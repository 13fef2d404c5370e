//! guest-announcer hook binary
//!
//! Invoked as `guest-announcer <DOMAIN> <ACTION>` by the virtualization host.
//!
//! # NIST 800-53 Rev 5 Control Mappings
//! - AU-3: Content of Audit Records - Structured logging
//! - AU-12: Audit Record Generation - Log every invocation
//! - SI-11: Error Handling - Exit codes reflect failure class

use clap::Parser;
use guest_announcer::{
    execute, interface_index, load_domain, AnnounceError, DryRunGateway, HookPhase,
    NetlinkGateway, Result, DEFAULT_CONFIG_DIR,
};
use std::path::PathBuf;
use std::process::ExitCode;
use tracing::{error, info, warn};
use tracing_subscriber::{EnvFilter, FmtSubscriber};

/// Announce a guest domain's addresses on the host
#[derive(Parser, Debug)]
#[command(name = "guest-announcer")]
#[command(author, version, about, long_about = None)]
struct Args {
    /// Domain identifier; selects <CONFIG_DIR>/<DOMAIN>.json
    domain: String,

    /// Lifecycle action (pre-start, post-start, pre-stop, post-stop)
    action: String,

    /// Directory holding the per-domain network documents
    #[arg(long, default_value = DEFAULT_CONFIG_DIR)]
    config_dir: PathBuf,

    /// Log filter directive (error, warn, info, debug, trace)
    #[arg(short = 'l', long, default_value = "info")]
    log_level: String,

    /// Log what would be applied without touching the kernel
    #[arg(long)]
    dry_run: bool,
}

fn main() -> ExitCode {
    let args = Args::parse();
    init_logging(&args.log_level);

    match run(&args) {
        Ok(()) => ExitCode::SUCCESS,
        Err(e) => {
            error!(domain = %args.domain, action = %args.action, error = %e, "Hook failed");
            ExitCode::from(e.exit_code())
        }
    }
}

/// Install a stderr subscriber; stdout belongs to the host
fn init_logging(level: &str) {
    let filter = EnvFilter::try_new(level).unwrap_or_else(|_| EnvFilter::new("info"));
    let subscriber = FmtSubscriber::builder()
        .with_env_filter(filter)
        .with_writer(std::io::stderr)
        .with_target(true)
        .compact()
        .finish();

    if let Err(e) = tracing::subscriber::set_global_default(subscriber) {
        eprintln!("guest-announcer: failed to set logger: {}", e);
    }
}

fn run(args: &Args) -> Result<()> {
    let phase: HookPhase = args.action.parse()?;
    let Some(mode) = phase.mode() else {
        info!(domain = %args.domain, phase = %phase, "Nothing to do");
        return Ok(());
    };

    let config = load_domain(&args.config_dir, &args.domain)?;
    info!(
        domain = config.domain_id,
        interface = %config.interface,
        entries = config.entry_count(),
        phase = %phase,
        "Loaded domain configuration"
    );

    let link_index = match interface_index(&config.interface) {
        Ok(index) => index,
        Err(e @ AnnounceError::InterfaceNotFound { .. }) if args.dry_run => {
            warn!(error = %e, "Continuing dry run with link index 0");
            0
        }
        Err(e) => return Err(e),
    };

    let report = if args.dry_run {
        execute(&config, link_index, mode, DryRunGateway::new())?
    } else {
        execute(&config, link_index, mode, NetlinkGateway::new()?)?
    };

    info!(
        applied = report.applied,
        settled = report.settled,
        "Domain {} {} complete",
        config.domain_id,
        phase
    );
    Ok(())
}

========

● TO DO
Return each line of the listing that holds the string "execute".

● WRITTEN SOLUTION
    execute, interface_index, load_domain, AnnounceError, DryRunGateway, HookPhase,
        execute(&config, link_index, mode, DryRunGateway::new())?
        execute(&config, link_index, mode, NetlinkGateway::new()?)?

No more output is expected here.